Je ne lis plus depuis des mois, mon attention et mon énergie étant déjà bien sollicitées. Ma pile à lire se composant majoritairement d’essais écologistes, féministes ou technologiques, j’avais besoin d’un peu d’évasion. J’ai donc craqué et acheté deux romans coréens, pour tester. L’un est féministe et l’autre s’appelle ‘La végétarienne »… Je pense que je nourris quelques obsessions.
Mais je m’égare. Revenons au sujet principal de cet article : le roman de Cho Nam-Joo, « Kim Jiyoung, née en 1982 ».
Jiyoung est une femme comme toutes les autres. Elle vit à Séoul, avec son mari et sa petite fille. Elle a dû quitter son travail pour s’occuper de sa fille. Une vie banale qui bascule lorsqu’elle se met à parler avec la voix d’autres femmes.
Rien de fantastique dans la vie de femme coréenne
Avec un résumé pareil, j’ai d’abord cru qu’il s’agissait d’un roman fantastique. Une impression qui s’est renforcée lorsque Jiyoung se met à raconter une anecdote dont elle ignore l’existence avec la voix de sa meilleure amie. Pourtant cet élément est très vite oublié pour laisser place à une biographie.
Le roman met en scène l’existence de Jiyoung depuis sa naissance, son éducation (tant à la maison qu’à l’école), ses incertitudes durant ses études, sa relation aux hommes, sa place dans le monde du travail, les injonctions de sa famille, les attentes contradictoires de la société, ses choix impossibles entre vie de famille et vie professionnelle… À travers son histoire, la vie des femmes qui l’entourent va aussi se dessiner : sa mère, sa sœur, ses amies d’école, ses collègues.
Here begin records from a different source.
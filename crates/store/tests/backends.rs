use merkle_kv_store::{FastNode, MemoryNodeStore, NodeStore, RedbNodeStore, RootEntry};
use std::collections::BTreeMap;

fn exercise(store: &dyn NodeStore) {
    assert_eq!(store.get_latest_version().unwrap(), None);
    assert!(store.get_node(&[1u8; 32]).unwrap().is_none());

    let mut batch = store.begin_batch();
    batch.put_node([1u8; 32], b"leaf-bytes".to_vec());
    batch.put_root(1, RootEntry::Hash([1u8; 32]));
    let mut orphans = BTreeMap::new();
    orphans.insert([9u8; 32], 0i64);
    batch.put_orphans(1, &orphans);
    batch.put_fast_node(&FastNode::new(b"k".to_vec(), b"v".to_vec(), 1));
    batch.set_fast_storage_upgraded(true);
    batch.commit().unwrap();

    assert_eq!(
        store.get_node(&[1u8; 32]).unwrap(),
        Some(b"leaf-bytes".to_vec())
    );
    assert_eq!(store.get_root(1).unwrap(), Some(RootEntry::Hash([1u8; 32])));
    assert_eq!(store.get_latest_version().unwrap(), Some(1));
    assert!(store.has_upgraded_to_fast_storage().unwrap());
    assert_eq!(
        store.get_fast_node(b"k").unwrap().map(|n| n.value),
        Some(b"v".to_vec())
    );

    let mut batch = store.begin_batch();
    batch.put_root(2, RootEntry::Empty);
    batch.commit().unwrap();
    assert_eq!(store.get_root(2).unwrap(), Some(RootEntry::Empty));
    assert_eq!(store.get_latest_version().unwrap(), Some(2));

    let mut batch = store.begin_batch();
    batch.delete_version(2);
    batch.commit().unwrap();
    assert_eq!(store.get_root(2).unwrap(), None);

    let roots = store.get_roots().unwrap();
    assert_eq!(roots.len(), 1);
}

#[test]
fn memory_store_round_trips() {
    let store = MemoryNodeStore::new();
    exercise(&store);
}

#[test]
fn redb_store_round_trips() {
    let dir = tempfile::tempdir().unwrap();
    let store = RedbNodeStore::open(dir.path().join("store.redb")).unwrap();
    exercise(&store);
}
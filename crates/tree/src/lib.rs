//! The copy-on-write AVL working tree built on top of `merkle-kv-store`'s
//! node store abstraction: node shape and hashing, storage encoding, the
//! version registry, the fast-path index, and the mutable/immutable tree
//! views themselves.

#![cfg_attr(
    not(test),
    deny(
        clippy::unwrap_used,
        clippy::expect_used,
        clippy::panic,
        clippy::indexing_slicing
    )
)]

pub mod codec;
pub mod config;
pub mod fast_path;
pub mod hash;
pub mod immutable;
pub mod iter;
pub mod mutable;
pub mod node;
pub mod registry;

pub use config::TreeOptions;
pub use fast_path::FastPathDeltas;
pub use hash::{NodeHash, EMPTY_TREE_HASH};
pub use immutable::ImmutableTree;
pub use iter::FastPathMerge;
pub use mutable::MutableTree;
pub use node::{Child, Node, NodeData};
pub use registry::VersionRegistry;
impl NodeBatch for RedbBatch<'_> {
    fn put_node(&mut self, hash: NodeHash, bytes: Vec<u8>) {
        self.new_nodes.insert(hash, bytes);
    }

    fn put_root(&mut self, version: Version, root: RootEntry) {
        self.new_roots.insert(version, root);
        self.reset_latest = Some(self.reset_latest.map_or(version, |v| v.max(version)));
    }

    fn put_orphans(&mut self, version: Version, orphans: &BTreeMap<NodeHash, Version>) {
        self.new_orphans
            .entry(version)
            .or_default()
            .extend(orphans.iter().map(|(h, v)| (*h, *v)));
    }

    fn put_fast_node(&mut self, node: &FastNode) {
        self.fast_upserts.insert(node.key.clone(), node.clone());
    }

    fn delete_fast_node(&mut self, key: &[u8]) {
        self.fast_deletes.push(key.to_vec());
    }

    fn clear_fast_nodes(&mut self) {
        self.clear_fast = true;
    }

    fn set_fast_storage_upgraded(&mut self, upgraded: bool) {
        self.set_upgraded = Some(upgraded);
    }

    fn delete_version(&mut self, version: Version) {
        self.deleted_versions.push(version);
    }

    fn delete_versions_range(&mut self, from: Version, to: Version) {
        self.deleted_ranges.push((from, to));
    }

    fn delete_versions_from(&mut self, from: Version) {
        self.deleted_from = Some(from);
    }

    fn reset_latest_version(&mut self, version: Version) {
        self.reset_latest = Some(version);
    }

    fn commit(self: Box<Self>) -> Result<(), StoreError> {
        let txn = self.db.begin_write().map_err(backend_err)?;
        {
            let mut nodes = txn.open_table(NODES).map_err(backend_err)?;
            for (hash, bytes) in &self.new_nodes {
                nodes
                    .insert(hash.as_slice(), bytes.as_slice())
                    .map_err(backend_err)?;
            }

            let mut orphans = txn.open_table(ORPHANS).map_err(backend_err)?;
            for (version, set) in &self.new_orphans {
                for (hash, creation_version) in set {
                    let key = orphan_key(*version, hash);
                    orphans
                        .insert(key.as_slice(), creation_version.to_be_bytes().as_slice())
                        .map_err(backend_err)?;
                }
            }
            for version in &self.deleted_versions {
                let start = orphan_key(*version, &[0u8; 32]);
                let end = orphan_key(*version + 1, &[0u8; 32]);
                let keys: Vec<Vec<u8>> = orphans
                    .range(start.as_slice()..end.as_slice())
                    .map_err(backend_err)?
                    .filter_map(|e| e.ok())
                    .map(|(k, _)| k.value().to_vec())
                    .collect();
                for key in keys {
                    orphans.remove(key.as_slice()).map_err(backend_err)?;
                }
            }
            for (from, to) in &self.deleted_ranges {
                let start = orphan_key(*from, &[0u8; 32]);
                let end = orphan_key(*to, &[0u8; 32]);
                let keys: Vec<Vec<u8>> = orphans
                    .range(start.as_slice()..end.as_slice())
                    .map_err(backend_err)?
                    .filter_map(|e| e.ok())
                    .map(|(k, _)| k.value().to_vec())
                    .collect();
                for key in keys {
                    orphans.remove(key.as_slice()).map_err(backend_err)?;
                }
            }
            if let Some(from) = self.deleted_from {
                let start = orphan_key(from + 1, &[0u8; 32]);
                let keys: Vec<Vec<u8>> = orphans
                    .range(start.as_slice()..)
                    .map_err(backend_err)?
                    .filter_map(|e| e.ok())
                    .map(|(k, _)| k.value().to_vec())
                    .collect();
                for key in keys {
                    orphans.remove(key.as_slice()).map_err(backend_err)?;
                }
            }

            let mut roots = txn.open_table(ROOTS).map_err(backend_err)?;
            for version in &self.deleted_versions {
                roots
                    .remove(version_key(*version).as_slice())
                    .map_err(backend_err)?;
            }
            for (from, to) in &self.deleted_ranges {
                let keys: Vec<Vec<u8>> = roots
                    .range(version_key(*from).as_slice()..version_key(*to).as_slice())
                    .map_err(backend_err)?
                    .filter_map(|e| e.ok())
                    .map(|(k, _)| k.value().to_vec())
                    .collect();
                for key in keys {
                    roots.remove(key.as_slice()).map_err(backend_err)?;
                }
            }
            if let Some(from) = self.deleted_from {
                let keys: Vec<Vec<u8>> = roots
                    .iter()
                    .map_err(backend_err)?
                    .filter_map(|e| e.ok())
                    .map(|(k, _)| k.value().to_vec())
                    .filter(|k| {
                        let mut raw = [0u8; 8];
                        raw.copy_from_slice(k);
                        Version::from_be_bytes(raw) > from
                    })
                    .collect();
                for key in keys {
                    roots.remove(key.as_slice()).map_err(backend_err)?;
                }
            }
            for (version, root) in &self.new_roots {
                let encoded = encode_root(*root);
                roots
                    .insert(version_key(*version).as_slice(), encoded.as_slice())
                    .map_err(backend_err)?;
            }

            let mut fast = txn.open_table(FAST_NODES).map_err(backend_err)?;
            if self.clear_fast {
                let keys: Vec<Vec<u8>> = fast
                    .iter()
                    .map_err(backend_err)?
                    .filter_map(|e| e.ok())
                    .map(|(k, _)| k.value().to_vec())
                    .collect();
                for key in keys {
                    fast.remove(key.as_slice()).map_err(backend_err)?;
                }
            }
            for key in &self.fast_deletes {
                fast.remove(key.as_slice()).map_err(backend_err)?;
            }
            for (key, node) in &self.fast_upserts {
                let encoded = bincode::serialize(node).map_err(backend_err)?;
                fast.insert(key.as_slice(), encoded.as_slice())
                    .map_err(backend_err)?;
            }

            let mut meta = txn.open_table(META).map_err(backend_err)?;
            if let Some(upgraded) = self.set_upgraded {
                meta.insert(META_UPGRADED, [upgraded as u8].as_slice())
                    .map_err(backend_err)?;
                if upgraded {
                    meta.insert(META_FORCE_UPGRADE, [0u8].as_slice())
                        .map_err(backend_err)?;
                }
            }
            if self.clear_fast {
                // A forced upgrade consumes its own trigger.
                meta.insert(META_FORCE_UPGRADE, [0u8].as_slice())
                    .map_err(backend_err)?;
            }
            if let Some(v) = self.reset_latest {
                let current = meta
                    .get(META_LATEST_VERSION)
                    .map_err(backend_err)?
                    .and_then(|val| {
                        let bytes = val.value();
                        (bytes.len() == 8).then(|| {
                            let mut raw = [0u8; 8];
                            raw.copy_from_slice(bytes);
                            Version::from_be_bytes(raw)
                        })
                    });
                let next = current.map_or(v, |cur| cur.max(v));
                meta.insert(META_LATEST_VERSION, next.to_be_bytes().as_slice())
                    .map_err(backend_err)?;
            }
            if self.deleted_from.is_some() || !self.deleted_ranges.is_empty() {
                let roots_read = txn.open_table(ROOTS).map_err(backend_err)?;
                let last = roots_read
                    .iter()
                    .map_err(backend_err)?
                    .filter_map(|e| e.ok())
                    .next_back()
                    .map(|(k, _)| {
                        let mut raw = [0u8; 8];
                        raw.copy_from_slice(k.value());
                        Version::from_be_bytes(raw)
                    });
                match last {
                    Some(v) => {
                        meta.insert(META_LATEST_VERSION, v.to_be_bytes().as_slice())
                            .map_err(backend_err)?;
                    }
                    None => {
                        meta.remove(META_LATEST_VERSION).map_err(backend_err)?;
                    }
                }
            }
        }
        txn.commit().map_err(backend_err)
    }
}
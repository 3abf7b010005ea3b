use crate::fast_node::FastNode;
use crate::root_entry::RootEntry;
use merkle_kv_types::{StoreError, Version};
use std::collections::BTreeMap;

/// The content hash of a persisted node.
pub type NodeHash = [u8; 32];

/// The physical key-value backend: an opaque ordered byte store with atomic
/// batch commit. This is the external collaborator of spec.md §6 — its own
/// on-disk layout and encoding are not part of this crate's contract, only
/// the operations the tree layer needs from it.
///
/// Implementations must be safe to share across concurrently-reading
/// immutable trees; mutation only ever happens through a single
/// [`NodeBatch`] committed at a time (enforced by the single-writer
/// `MutableTree`, not by this trait).
pub trait NodeStore: Send + Sync {
    /// Fetches the raw, previously-persisted bytes of a node by its hash.
    fn get_node(&self, hash: &NodeHash) -> Result<Option<Vec<u8>>, StoreError>;

    /// Looks up the root recorded for `version`. `Ok(None)` means the store
    /// has no record of `version` at all.
    fn get_root(&self, version: Version) -> Result<Option<RootEntry>, StoreError>;

    /// Returns every version the store has a root for. Backends are free to
    /// make this expensive; callers should prefer `has_root`/`get_root` for
    /// single lookups.
    fn get_roots(&self) -> Result<BTreeMap<Version, RootEntry>, StoreError>;

    /// `true` iff `get_root(version)` would return `Ok(Some(_))`.
    fn has_root(&self, version: Version) -> Result<bool, StoreError> {
        Ok(self.get_root(version)?.is_some())
    }

    /// The greatest version the store has ever committed a root for, if any.
    fn get_latest_version(&self) -> Result<Option<Version>, StoreError>;

    /// Looks up the fast-path entry for `key`, if the store has one.
    fn get_fast_node(&self, key: &[u8]) -> Result<Option<FastNode>, StoreError>;

    /// Iterates every persisted fast-path entry in ascending key order.
    fn iter_fast_nodes(
        &self,
    ) -> Result<Box<dyn Iterator<Item = Result<FastNode, StoreError>> + '_>, StoreError>;

    /// `true` once a fast-path upgrade has completed and left its marker set.
    fn has_upgraded_to_fast_storage(&self) -> Result<bool, StoreError>;

    /// `true` if the store wants a forced re-upgrade (e.g. because a prior
    /// downgrade may have left stale fast-path entries behind).
    fn should_force_fast_storage_upgrade(&self) -> Result<bool, StoreError>;

    /// Opens a new batch of writes. Nothing is visible to readers until the
    /// batch is committed.
    fn begin_batch(&self) -> Box<dyn NodeBatch + '_>;

    /// Drops any in-memory caches this store is holding, in response to a
    /// memory-reclamation request (spec.md §9's "release caches" callback:
    /// Rust has no forced-GC primitive for the fast-path upgrade's memory
    /// watchdog to invoke instead). A plain `NodeStore` has nothing to
    /// release and no-ops; decorators like `CachedNodeStore` override this.
    fn release_caches(&self) {}
}

/// A single atomic unit of writes against a [`NodeStore`]. Mirrors spec.md
/// §6's `saveBranch`/`saveRoot`/`saveOrphans`/`saveFastNode`/`commit` set.
pub trait NodeBatch {
    /// Persists the canonical bytes of a node under its hash. Idempotent:
    /// writing the same hash twice with the same bytes is a no-op in effect.
    fn put_node(&mut self, hash: NodeHash, bytes: Vec<u8>);

    /// Records the root for `version`.
    fn put_root(&mut self, version: Version, root: RootEntry);

    /// Records the orphan set produced by reaching `version`: every node
    /// hash this batch's save shadowed, keyed to the version at which that
    /// node was originally created.
    fn put_orphans(&mut self, version: Version, orphans: &BTreeMap<NodeHash, Version>);

    /// Upserts a fast-path entry.
    fn put_fast_node(&mut self, node: &FastNode);

    /// Removes a fast-path entry.
    fn delete_fast_node(&mut self, key: &[u8]);

    /// Deletes every persisted fast-path entry (used by a forced upgrade).
    fn clear_fast_nodes(&mut self);

    /// Sets the fast-storage-version marker: `true` once an upgrade has
    /// fully completed, `false` to mark the upgrade as not-yet-attempted
    /// (or retried after a failed attempt).
    fn set_fast_storage_upgraded(&mut self, upgraded: bool);

    /// Deletes a single version's root and orphan-set records. Implementors
    /// may defer actual node garbage collection to a pruning policy; only
    /// the version's *visibility* must change atomically with this batch.
    fn delete_version(&mut self, version: Version);

    /// Deletes every version in the half-open range `[from, to)`.
    fn delete_versions_range(&mut self, from: Version, to: Version);

    /// Deletes every version strictly greater than `from` (inclusive cursor
    /// reset used by `LoadVersionForOverwriting`).
    fn delete_versions_from(&mut self, from: Version);

    /// Resets the store's cached "latest version" cursor.
    fn reset_latest_version(&mut self, version: Version);

    /// Flushes every queued write atomically. After this returns `Ok`, all
    /// writes in this batch are visible to subsequent reads.
    fn commit(self: Box<Self>) -> Result<(), StoreError>;
}
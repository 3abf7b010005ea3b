//! The canonical node-hash preimage. Bit-exact by construction: any
//! implementation encoding `(height, size, version, key, children-or-value)`
//! the same way produces the same 32-byte digest, independent of language or
//! the byte-level storage encoding (see [`crate::codec`]).

use merkle_kv_types::Version;
use once_cell::sync::Lazy;
use sha2::{Digest, Sha256};

/// A node's content hash.
pub type NodeHash = [u8; 32];

/// The root hash of an empty tree: the SHA-256 digest of the empty input.
/// Distinct from any node hash, which always has a non-empty preimage.
pub static EMPTY_TREE_HASH: Lazy<NodeHash> = Lazy::new(|| sha256(&[]));

/// Plain SHA-256 over `bytes`.
pub fn sha256(bytes: &[u8]) -> NodeHash {
    let mut hasher = Sha256::new();
    hasher.update(bytes);
    hasher.finalize().into()
}

/// Appends `bytes` to `out`, preceded by its length as a protobuf-style
/// base-128 varint (`prost::encode_length_delimiter`), the same
/// length-delimiting `prost` uses for its own length-delimited wire types.
fn len_prefixed(out: &mut Vec<u8>, bytes: &[u8]) {
    prost::encode_length_delimiter(bytes.len(), out).expect("length fits in a prost varint");
    out.extend_from_slice(bytes);
}

/// Appends `value` to `out` as a protobuf-style base-128 varint via
/// `prost::encoding::encode_varint`, the same primitive
/// `encode_length_delimiter` itself calls. Takes `u64` directly rather than
/// `usize` so the encoding of `height`/`size`/`version` is the same on every
/// target width — unlike a byte slice length, these fields are part of the
/// cross-implementation hash preimage and must not depend on the host's
/// pointer size.
fn varint(out: &mut Vec<u8>, value: u64) {
    prost::encoding::encode_varint(value, out);
}

/// The preimage/hash for a leaf node: `varint(height=0) || varint(size=1) ||
/// varint(version) || lenPrefixed(key) || lenPrefixed(sha256(value))`.
pub fn leaf_hash(height: i32, size: u64, version: Version, key: &[u8], value: &[u8]) -> NodeHash {
    let mut preimage = Vec::with_capacity(16 + key.len() + 32);
    varint(&mut preimage, height as u64);
    varint(&mut preimage, size);
    varint(&mut preimage, version as u64);
    len_prefixed(&mut preimage, key);
    len_prefixed(&mut preimage, &sha256(value));
    sha256(&preimage)
}

/// The preimage/hash for an inner node: `varint(height) || varint(size) ||
/// varint(version) || lenPrefixed(leftHash) || lenPrefixed(rightHash) ||
/// lenPrefixed(key)`.
pub fn inner_hash(
    height: i32,
    size: u64,
    version: Version,
    key: &[u8],
    left: &NodeHash,
    right: &NodeHash,
) -> NodeHash {
    let mut preimage = Vec::with_capacity(16 + key.len() + 64);
    varint(&mut preimage, height as u64);
    varint(&mut preimage, size);
    varint(&mut preimage, version as u64);
    len_prefixed(&mut preimage, left);
    len_prefixed(&mut preimage, right);
    len_prefixed(&mut preimage, key);
    sha256(&preimage)
}

#[cfg(test)]
mod tests {
    use super::*;

    #[test]
    fn leaf_hash_is_deterministic() {
        let a = leaf_hash(0, 1, 1, b"k", b"v");
        let b = leaf_hash(0, 1, 1, b"k", b"v");
        assert_eq!(a, b);
    }

    #[test]
    fn empty_tree_hash_is_sha256_of_empty_input() {
        assert_eq!(*EMPTY_TREE_HASH, sha256(&[]));
    }
}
En dehors du fait qu’il ne ressemble absolument pas à l’idée que je m’étais faite, ce roman reste très intéressant. Alternant entre morceaux de vie et données sur la place des femmes dans la société coréenne, Kim Jiyoung est clairement un alibi pour parler d’un phénomène plus global : son nom de famille est le plus répandu en Corée, son prénom est très commun également et son histoire est banale. Elle incarne la femme coréenne moyenne qui essaie de se frayer un chemin dans une société qui se modernise mais qui ne souhaite pas lui laisser une autre place que celle qui lui est traditionnellement destinée. Comme le dit si bien la quatrième de couverture, elle « est bien plus que le miroir de la condition féminine en Corée : elle est le miroir de la condition féminine tout court ».
Entre biographie et faits de société
De fait, je ne sais pas comment catégoriser ce roman, d’où le titre de cet article qui reprend la description très floue que l’on trouve sur Google : « fiction féministe ».
N’ayant aucune connaissance sur la culture coréenne, j’ignore si c’est un style d’écriture typique ou si c’est une volonté de l’autrice d’enlever toute passion à la vie de l’héroïne. À part quelques jolies images, la narration est assez plate, factuelle. Il faut reconnaître cependant qu’un parcours semé d’autant de frustrations n’est peut être pas le meilleur sujet pour faire dans la formulation poétique.
Le fait que les anecdotes soient conclues par des encarts purement informatifs rend la lecture assez déroutante. Même s’ils apportent de la force aux propos et permettent de comprendre que les situations décrites n’ont rien de fictives, ils arrivent un peu comme un cheveu sur la soupe.
Ne nous trompons pas, cela dit : c’est un roman qui fait réagir. Pour ma part, j’ai failli faire voler mon livre à travers la pièce à plusieurs reprises. La manière dont les espoirs comme les colères de ces femmes sont écrasés par le poids de la société et des traditions est révoltante.
*Attention Spoil*
Détail qui m’a particulièrement exaspérée : Kim Jiyoung n’est tellement pas considérée en tant que personne qu’elle n’a pas l’honneur de raconter son histoire elle-même. On découvre dans la dernière partie du roman que c’est son psychiatre qui relate les faits. Déplorant qu’elle n’est pas la seule à développer des troubles psychologiques, il s’avère finalement n’être qu’un rouage de plus dans ce système qui broie les femmes.
*Fin du spoil*
« Kim Jiyoung, née en 1982 » laisse une note amère et c’est peut-être pour cela qu’il a eu un impact si fort en Corée dès sa sortie en 2016. Ajouté à des mouvements féministes de plus en plus visibles et sonores, le débat sur la place des femmes s’est enflammé dans le pays, avec les violences associées que l’on ne connaît malheureusement que trop bien. Espérons que son influence contribuera à faire bouger les lignes et rendre le modèle de société décrit dans ce roman vite obsolète.